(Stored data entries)
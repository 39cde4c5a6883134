//! PostgreSQL → SQLite dialect translation.
//!
//! Rewrites a PostgreSQL-dialect query string into SQLite syntax via an
//! ordered table of pattern rules rather than a parser: the query surface is
//! generated by a small, closed set of call sites, so a rule table is
//! simpler to audit and extend than a grammar. Unrecognized text passes
//! through unchanged; genuinely malformed input surfaces as a driver error
//! at execution time.
//!
//! The contract every rule must keep: for each placeholder in the rewritten
//! text there is exactly one entry, in left-to-right order, in the bound
//! value sequence. No rule may add a placeholder without a value or shift
//! another placeholder's position.
//!
//! Translation is applied exactly once per query, on the SQLite dispatch
//! path. The rules are not no-ops on their own output, so re-translation is
//! never exercised.

use std::sync::LazyLock;

use regex::Regex;

static PLACEHOLDER_RE: LazyLock<Regex> = LazyLock::new(|| Regex::new(r"\$\d+").unwrap());

static ANY_RE: LazyLock<Regex> =
    LazyLock::new(|| Regex::new(r"(?i)\?\s*=\s*ANY\s*\(\s*(\w+)\s*\)").unwrap());

static ILIKE_RE: LazyLock<Regex> = LazyLock::new(|| Regex::new(r"(?i)\bILIKE\b").unwrap());

static EXTRACT_YEAR_RE: LazyLock<Regex> =
    LazyLock::new(|| Regex::new(r"(?i)EXTRACT\s*\(\s*YEAR\s+FROM\s+(\w+)\s*\)").unwrap());

static NOW_INTERVAL_RE: LazyLock<Regex> =
    LazyLock::new(|| Regex::new(r"(?i)\(\s*now\(\)\s*-\s*INTERVAL\s*'(\d+)\s+days?'\s*\)").unwrap());

static MAX_INTERVAL_RE: LazyLock<Regex> = LazyLock::new(|| {
    Regex::new(r"(?i)\(SELECT\s+MAX\((.*?)\)\s*-\s*INTERVAL\s*'(\d+)\s+days?'\s+FROM\s+(.*?)\)")
        .unwrap()
});

static NOW_RE: LazyLock<Regex> = LazyLock::new(|| Regex::new(r"(?i)\bNOW\s*\(\s*\)").unwrap());

static IS_NOT_TRUE_RE: LazyLock<Regex> =
    LazyLock::new(|| Regex::new(r"(?i)(\w+)\s+IS\s+NOT\s+TRUE").unwrap());

static IS_TRUE_RE: LazyLock<Regex> =
    LazyLock::new(|| Regex::new(r"(?i)(\w+)\s+IS\s+TRUE").unwrap());

static IS_NOT_FALSE_RE: LazyLock<Regex> =
    LazyLock::new(|| Regex::new(r"(?i)IS\s+NOT\s+FALSE").unwrap());

static IS_FALSE_RE: LazyLock<Regex> = LazyLock::new(|| Regex::new(r"(?i)IS\s+FALSE").unwrap());

static BOOLEAN_DEFAULT_RE: LazyLock<Regex> =
    LazyLock::new(|| Regex::new(r"(?i)BOOLEAN\s+DEFAULT\s+FALSE").unwrap());

static BOOLEAN_RE: LazyLock<Regex> = LazyLock::new(|| Regex::new(r"(?i)\bBOOLEAN\b").unwrap());

static CONCAT_RE: LazyLock<Regex> = LazyLock::new(|| Regex::new(r"(?i)\bCONCAT\s*\(").unwrap());

static REGEXP_REPLACE_RE: LazyLock<Regex> =
    LazyLock::new(|| Regex::new(r"(?i)\bREGEXP_REPLACE\s*\(").unwrap());

/// Rewrite PostgreSQL-dialect query text into SQLite syntax.
///
/// Rules are applied in a fixed order; later rules may depend on text
/// introduced by earlier ones (the array-membership rule matches the `?`
/// markers produced by placeholder renumbering).
pub fn to_sqlite(text: &str) -> String {
    // 1. $1, $2, ... -> ?, one-to-one, preserving order
    let t = PLACEHOLDER_RE.replace_all(text, "?").into_owned();

    // 2. `? = ANY(col)` -> existential scan over the column's JSON elements.
    //    The matched placeholder is re-emitted inside the subquery at the
    //    same ordinal position, so the value sequence is untouched.
    let t = ANY_RE
        .replace_all(
            &t,
            "EXISTS (SELECT 1 FROM json_each(${1}) WHERE json_each.value = ?)",
        )
        .into_owned();

    // 3. SQLite LIKE is already case-insensitive for ASCII
    let t = ILIKE_RE.replace_all(&t, "LIKE").into_owned();

    // 4. CONCAT(a, b, ...) -> a || b || ...
    let t = rewrite_concat(&t);

    // 5. EXTRACT(YEAR FROM col) -> strftime cast
    let t = EXTRACT_YEAR_RE
        .replace_all(&t, "CAST(strftime('%Y', ${1}) AS INTEGER)")
        .into_owned();

    // 6. interval arithmetic, plain and correlated-max forms
    let t = NOW_INTERVAL_RE
        .replace_all(&t, "datetime('now', '-${1} days')")
        .into_owned();
    let t = MAX_INTERVAL_RE
        .replace_all(&t, "datetime((SELECT MAX(${1}) FROM ${3}), '-${2} days')")
        .into_owned();

    // 7. two-stage REGEXP_REPLACE normalization collapses to the raw field.
    //    Lossy: downstream values are the field, not the normalized text.
    let t = rewrite_regexp_replace(&t);

    // 8. bare NOW(), after rule 6 has consumed the interval forms
    let t = NOW_RE.replace_all(&t, "datetime('now')").into_owned();

    // 9. integer-encoded booleans; IS NOT TRUE keeps its three-valued
    //    behavior (true over NULL) via the explicit NULL check
    let t = IS_NOT_TRUE_RE
        .replace_all(&t, "(${1} IS NULL OR ${1} != 1)")
        .into_owned();
    let t = IS_TRUE_RE.replace_all(&t, "${1} = 1").into_owned();
    let t = IS_NOT_FALSE_RE.replace_all(&t, "!= 0").into_owned();
    let t = IS_FALSE_RE.replace_all(&t, "= 0").into_owned();

    // 10. boolean column declarations
    let t = BOOLEAN_DEFAULT_RE
        .replace_all(&t, "INTEGER DEFAULT 0")
        .into_owned();
    BOOLEAN_RE.replace_all(&t, "INTEGER").into_owned()
}

/// Rewrite every `CONCAT(...)` call to SQLite's infix `||` operator,
/// preserving operand order and count. Argument splitting is quote-aware so
/// literal separators containing commas (e.g. `', '`) survive intact.
fn rewrite_concat(text: &str) -> String {
    let mut out = String::with_capacity(text.len());
    let mut rest = text;
    while let Some(m) = CONCAT_RE.find(rest) {
        let body = &rest[m.end()..];
        match closing_paren(body) {
            Some(end) => {
                out.push_str(&rest[..m.start()]);
                out.push_str(&split_args(&body[..end]).join(" || "));
                rest = &body[end + 1..];
            }
            None => {
                // unbalanced call, pass through
                out.push_str(&rest[..m.end()]);
                rest = body;
            }
        }
    }
    out.push_str(rest);
    out
}

/// Collapse two-stage `REGEXP_REPLACE(REGEXP_REPLACE(field, ...), ...)`
/// calls to `field` alone. SQLite has no REGEXP_REPLACE; this is a
/// best-effort cleanup, not a semantic port. Single, non-nested calls pass
/// through unchanged.
fn rewrite_regexp_replace(text: &str) -> String {
    let mut out = String::with_capacity(text.len());
    let mut rest = text;
    while let Some(m) = REGEXP_REPLACE_RE.find(rest) {
        let body = &rest[m.end()..];
        let Some(end) = closing_paren(body) else {
            out.push_str(&rest[..m.end()]);
            rest = body;
            continue;
        };
        let args = &body[..end];

        let inner_field = REGEXP_REPLACE_RE.find(args).and_then(|inner| {
            if !args[..inner.start()].trim().is_empty() {
                return None;
            }
            let inner_body = &args[inner.end()..];
            let inner_end = closing_paren(inner_body)?;
            split_args(&inner_body[..inner_end]).into_iter().next()
        });

        match inner_field {
            Some(field) => {
                out.push_str(&rest[..m.start()]);
                out.push_str(&field);
            }
            None => out.push_str(&rest[..m.end() + end + 1]),
        }
        rest = &body[end + 1..];
    }
    out.push_str(rest);
    out
}

/// Index of the `)` closing an already-consumed `(`, honoring nested parens
/// and single-quoted literals.
fn closing_paren(s: &str) -> Option<usize> {
    let mut depth = 1usize;
    let mut in_quote = false;
    for (i, c) in s.char_indices() {
        match c {
            '\'' => in_quote = !in_quote,
            '(' if !in_quote => depth += 1,
            ')' if !in_quote => {
                depth -= 1;
                if depth == 0 {
                    return Some(i);
                }
            }
            _ => {}
        }
    }
    None
}

/// Split a call's argument list on top-level commas, leaving commas inside
/// quoted literals and nested calls alone.
fn split_args(s: &str) -> Vec<String> {
    let mut args = Vec::new();
    let mut depth = 0usize;
    let mut in_quote = false;
    let mut start = 0usize;
    for (i, c) in s.char_indices() {
        match c {
            '\'' => in_quote = !in_quote,
            '(' if !in_quote => depth += 1,
            ')' if !in_quote => depth = depth.saturating_sub(1),
            ',' if !in_quote && depth == 0 => {
                args.push(s[start..i].trim().to_string());
                start = i + 1;
            }
            _ => {}
        }
    }
    args.push(s[start..].trim().to_string());
    args
}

What is being asked
Wherever a line contains the string "through", copy that line from the data.

Response box
//! through unchanged; genuinely malformed input surfaces as a driver error
                // unbalanced call, pass through
/// through unchanged.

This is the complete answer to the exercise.